Cera de ouvido pode revelar mais sobre sua saúde do que você imagina; veja
Tanto a coloração quanto o odor e a consistência da secreção ajudam a identificar a presença de fungos, bactérias e até sinais de doenças
Muitos veem a cera de ouvido apenas como sujeira, mas essa substância, na verdade, funciona como uma barreira protetora para os ouvidos, impedindo a entrada de bactérias, fungos, líquidos e resíduos. De acordo com especialistas, ela também pode ajudar a indicar o estado atual da saúde.
O que a cera de ouvido revela?
Profissionais apontam que é possível descobrir muito sobre o corpo por meio da secreção, principalmente a partir da sua coloração. Normalmente, a substância apresenta um cor amarelada e, com o tempo, alaranjada ou levemente marrom, o que indica a presença de impureza e microrganismos. Nesse caso, não há motivos para se preocupar, pois será necessário somente realizar uma limpeza.
Entretanto, quando a cera começa a ficar verde, pode significar uma infecção de ouvido. Já a cor preta geralmente representa acúmulo de cerúmen ou até uma proliferação de fungos, principalmente se houver coceira. A substância branca, por sua vez, sugere deficiência de vitaminas e outros nutrientes, como ferro e cobre.
A consistência da secreção, segundo profissionais, também revela problemas nos ouvidos. Por exemplo, se estiver líquida, pode estar associada a lesões auditivas ou ao início de uma inflamação. Eles destacam ainda que o odor da cera é um indicador muito eficaz para avaliar o estado de saúde do corpo.

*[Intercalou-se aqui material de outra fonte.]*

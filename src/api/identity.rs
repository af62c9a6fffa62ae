/// Hosted identity record endpoints
///
/// Identity records answer to themselves: the governing document's own
/// permission rules decide who may write it, so a brand-new identity can
/// vouch for itself while updates answer to the keys already on file.
use crate::{
    api::require_token,
    authz,
    context::AppContext,
    error::{BroadcasterError, BroadcasterResult},
    jws,
};
use axum::{
    extract::{Path, State},
    routing::put,
    Json, Router,
};
use serde::Serialize;
use tracing::info;

/// Build identity routes
pub fn routes() -> Router<AppContext> {
    Router::new().route("/api/identity/*did", put(put_identity).delete(delete_identity))
}

#[derive(Debug, Serialize)]
struct PutIdentityResponse {
    did: String,
}

#[derive(Debug, Serialize)]
struct DeleteIdentityResponse {
    did: String,
    response: String,
}

/// Create or update a hosted identity record.
///
/// The signed payload is the record. The stored document governs updates;
/// on first creation the payload's own permission rules are consulted
/// instead, since there is nothing else to ask.
async fn put_identity(
    State(ctx): State<AppContext>,
    Path(did): Path<String>,
    Json(body): Json<serde_json::Value>,
) -> BroadcasterResult<Json<PutIdentityResponse>> {
    let existing = ctx.identity_store.get(&did).await?;

    let token = require_token(&body)?;
    let unpacked = jws::unpack(token)?;

    let governing = match &existing {
        Some(raw) => serde_json::from_str(raw).map_err(|e| {
            BroadcasterError::Internal(format!("Stored identity record is unreadable: {}", e))
        })?,
        None => unpacked.payload.clone(),
    };

    authz::authorize_identity_record(token, &unpacked.header.kid, &governing, "admin")?;

    let document = serde_json::to_string(&unpacked.payload).map_err(|e| {
        BroadcasterError::Internal(format!("Failed to serialize identity record: {}", e))
    })?;
    ctx.identity_store.put(&did, &document).await?;

    // any cached resolution of this identity is now stale
    ctx.identity_resolver.invalidate(&did).await?;

    info!("Identity record for {} saved", did);

    Ok(Json(PutIdentityResponse { did }))
}

/// Delete a hosted identity record, honoring the stored document's own
/// permission rules.
async fn delete_identity(
    State(ctx): State<AppContext>,
    Path(did): Path<String>,
    Json(body): Json<serde_json::Value>,
) -> BroadcasterResult<Json<DeleteIdentityResponse>> {
    let existing = ctx.identity_store.get(&did).await?.ok_or_else(|| {
        BroadcasterError::NotFound(format!("Identity record for {} does not exist.", did))
    })?;

    let token = require_token(&body)?;
    let unpacked = jws::unpack(token)?;

    let governing = serde_json::from_str(&existing).map_err(|e| {
        BroadcasterError::Internal(format!("Stored identity record is unreadable: {}", e))
    })?;

    authz::authorize_identity_record(token, &unpacked.header.kid, &governing, "admin")?;

    ctx.identity_store.delete(&did).await?;
    ctx.identity_resolver.invalidate(&did).await?;

    info!("Identity record for {} deleted", did);

    Ok(Json(DeleteIdentityResponse {
        did,
        response: "File Successfully Deleted.".to_string(),
    }))
}
/// Maintenance endpoints
///
/// Index purges and named-feed creation. Every route here demands a
/// verified admin token with network-wide access; there is no scoped-grant
/// path into maintenance.
use crate::{
    api::require_token,
    authz::{ActorGrant, AggregationKind, GrantLevel},
    context::AppContext,
    error::{BroadcasterError, BroadcasterResult},
    feed::TermValue,
    identity::did,
    index::PurgeOutcome,
    jws, validation,
};
use axum::{extract::State, routing::post, Json, Router};
use serde::{Deserialize, Serialize};
use tracing::info;

/// Build maintenance routes
pub fn routes() -> Router<AppContext> {
    Router::new()
        .route("/api/admin/purge", post(purge_articles))
        .route("/api/admin/publisher-content", post(purge_publisher_content))
        .route("/api/admin/feed", post(create_named_feed))
}

#[derive(Debug, Deserialize)]
#[serde(rename_all = "camelCase")]
struct PurgeRequest {
    info_hashes: Vec<String>,
}

#[derive(Debug, Deserialize)]
struct PublisherContentRequest {
    did: String,
}

#[derive(Debug, Deserialize)]
#[serde(rename_all = "camelCase")]
struct NamedFeedRequest {
    feed_name: String,
    dids: Vec<String>,
    size: Option<u32>,
}

/// Per-index deletion report
#[derive(Debug, Serialize)]
struct PurgeResponse {
    content: PurgeOutcome,
    feed: PurgeOutcome,
}

#[derive(Debug, Serialize)]
#[serde(rename_all = "camelCase")]
struct NamedFeedResponse {
    feed_name: String,
    feed_url: String,
}

/// Delete-by-query body matching any of a set of info hashes
#[derive(Debug, Serialize)]
struct InfoHashPurgeQuery {
    query: PurgeBool,
}

#[derive(Debug, Serialize)]
struct PurgeBool {
    #[serde(rename = "bool")]
    clause: PurgeShould,
}

#[derive(Debug, Serialize)]
struct PurgeShould {
    should: Vec<InfoHashTerm>,
}

#[derive(Debug, Serialize)]
struct InfoHashTerm {
    term: InfoHashField,
}

#[derive(Debug, Serialize)]
struct InfoHashField {
    #[serde(rename = "infoHash")]
    info_hash: TermValue,
}

/// Delete-by-query body matching everything a publisher signed
#[derive(Debug, Serialize)]
struct PublisherContentQuery {
    query: IdentityMatch,
}

#[derive(Debug, Serialize)]
struct IdentityMatch {
    #[serde(rename = "match")]
    clause: IdentityField,
}

#[derive(Debug, Serialize)]
struct IdentityField {
    identity: String,
}

/// The admin gate: a verified token signed with the `admin` key whose DID
/// holds a network-wide admin grant, KID pin respected.
async fn require_admin(
    ctx: &AppContext,
    body: &serde_json::Value,
) -> BroadcasterResult<ActorGrant> {
    let token = require_token(body)?;
    let unpacked = jws::unpack(token)?;

    if did::split_kid(&unpacked.header.kid).1 != Some("admin") {
        return Err(BroadcasterError::InsufficientGrant(
            "Maintenance requests must be signed with the admin key.".to_string(),
        ));
    }

    if !ctx.verifier.verify(token).await? {
        return Err(BroadcasterError::VerificationFailed(
            "Token does not verify against the signing identity's published keys.".to_string(),
        ));
    }

    let actor = ctx
        .authz
        .authorize_mutation(&unpacked.header.kid, GrantLevel::Admin)
        .await?;
    ctx.authz.require_resource_access(&actor, None).await?;

    Ok(actor)
}

/// Purge articles from both indices by info hash
async fn purge_articles(
    State(ctx): State<AppContext>,
    Json(body): Json<serde_json::Value>,
) -> BroadcasterResult<Json<PurgeResponse>> {
    let actor = require_admin(&ctx, &body).await?;

    let req: PurgeRequest = serde_json::from_value(body)
        .map_err(|e| BroadcasterError::Validation(format!("Invalid purge request: {}", e)))?;

    // hash lists tend to arrive pasted from elsewhere, stray line breaks
    // and all
    let should = req
        .info_hashes
        .iter()
        .map(|hash| InfoHashTerm {
            term: InfoHashField {
                info_hash: TermValue {
                    value: hash.replace(['\n', '\r'], ""),
                },
            },
        })
        .collect();

    let query = InfoHashPurgeQuery {
        query: PurgeBool {
            clause: PurgeShould { should },
        },
    };

    let feed = ctx
        .index
        .delete_by_query(&ctx.config.index.feed_index, &query)
        .await?;
    let content = ctx
        .index
        .delete_by_query(&ctx.config.index.content_index, &query)
        .await?;

    info!(
        "Deleted {} doc(s) from the '{}' index with {} failure(s), requested by {}",
        content.deleted, ctx.config.index.content_index, content.failures, actor.did
    );
    info!(
        "Deleted {} doc(s) from the '{}' index with {} failure(s), requested by {}",
        feed.deleted, ctx.config.index.feed_index, feed.failures, actor.did
    );

    Ok(Json(PurgeResponse { content, feed }))
}

/// Purge every document a publisher signed from both indices
async fn purge_publisher_content(
    State(ctx): State<AppContext>,
    Json(body): Json<serde_json::Value>,
) -> BroadcasterResult<Json<PurgeResponse>> {
    let actor = require_admin(&ctx, &body).await?;

    let req: PublisherContentRequest = serde_json::from_value(body).map_err(|e| {
        BroadcasterError::Validation(format!("Invalid publisher content request: {}", e))
    })?;

    // only publishers this broadcaster hosts may be purged by DID
    let (domain, _) = did::storage_segments(&req.did)?;
    if !ctx
        .config
        .identity
        .accepted_domains
        .iter()
        .any(|d| d.prefix == domain)
    {
        return Err(BroadcasterError::Validation(
            "This is not an acceptable DID subdomain.".to_string(),
        ));
    }

    let query = PublisherContentQuery {
        query: IdentityMatch {
            clause: IdentityField {
                identity: req.did.clone(),
            },
        },
    };

    let feed = ctx
        .index
        .delete_by_query(&ctx.config.index.feed_index, &query)
        .await?;
    let content = ctx
        .index
        .delete_by_query(&ctx.config.index.content_index, &query)
        .await?;

    info!(
        "Deleted {} doc(s) for publisher {} from the '{}' index with {} failure(s), requested by {}",
        content.deleted, req.did, ctx.config.index.content_index, content.failures, actor.did
    );
    info!(
        "Deleted {} doc(s) for publisher {} from the '{}' index with {} failure(s), requested by {}",
        feed.deleted, req.did, ctx.config.index.feed_index, feed.failures, actor.did
    );

    Ok(Json(PurgeResponse { content, feed }))
}

/// Create a named feed: register its cache entries, record its aggregation,
/// and materialize it on disk
async fn create_named_feed(
    State(ctx): State<AppContext>,
    Json(body): Json<serde_json::Value>,
) -> BroadcasterResult<Json<NamedFeedResponse>> {
    let actor = require_admin(&ctx, &body).await?;

    let req: NamedFeedRequest = serde_json::from_value(body)
        .map_err(|e| BroadcasterError::Validation(format!("Invalid named feed request: {}", e)))?;

    validation::validate_feed_name(&req.feed_name)?;

    let size = req.size.unwrap_or(ctx.config.feed.named_feed_size);
    let build = ctx
        .feed_pipeline
        .register_named_feed(&req.feed_name, req.dids, size)
        .await?;

    ctx.grants
        .ensure_aggregation(&req.feed_name, AggregationKind::Feed)
        .await?;
    ctx.feed_store.write(&req.feed_name, &build.documents).await?;

    info!(
        "Named feed '{}' created with {} document(s) by {}",
        req.feed_name,
        build.documents.len(),
        actor.did
    );

    Ok(Json(NamedFeedResponse {
        feed_url: format!(
            "{}/feed/{}/latest.jsonl",
            ctx.config.feed.location_endpoint, req.feed_name
        ),
        feed_name: req.feed_name,
    }))
}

Cientistas, inclusive, estudam a possibilidade de utilizar o cheiro da cera de ouvido para detectar doenças. Com esse objetivo, eles já conseguiram diferenciar, entre mais de 100 amostras, quais pertenciam a pacientes com câncer. Além disso, afirmam que o aroma permite identificar alterações metabólicas e sinais de Parkinson.
Por isso, futuramente, desejam criar um novo exame focado nos sinais presentes na substância. "Nosso interesse na cera do ouvido como marcadora de doenças está voltado para aquelas enfermidades muito difíceis de diagnosticar usando fluidos como sangue e urina, e que demoram muito tempo para serem identificadas por serem raras", explicou a química ambiental da Universidade do Estado da Louisiana, Rabi Ann Musah, em entrevista à 'BBC'.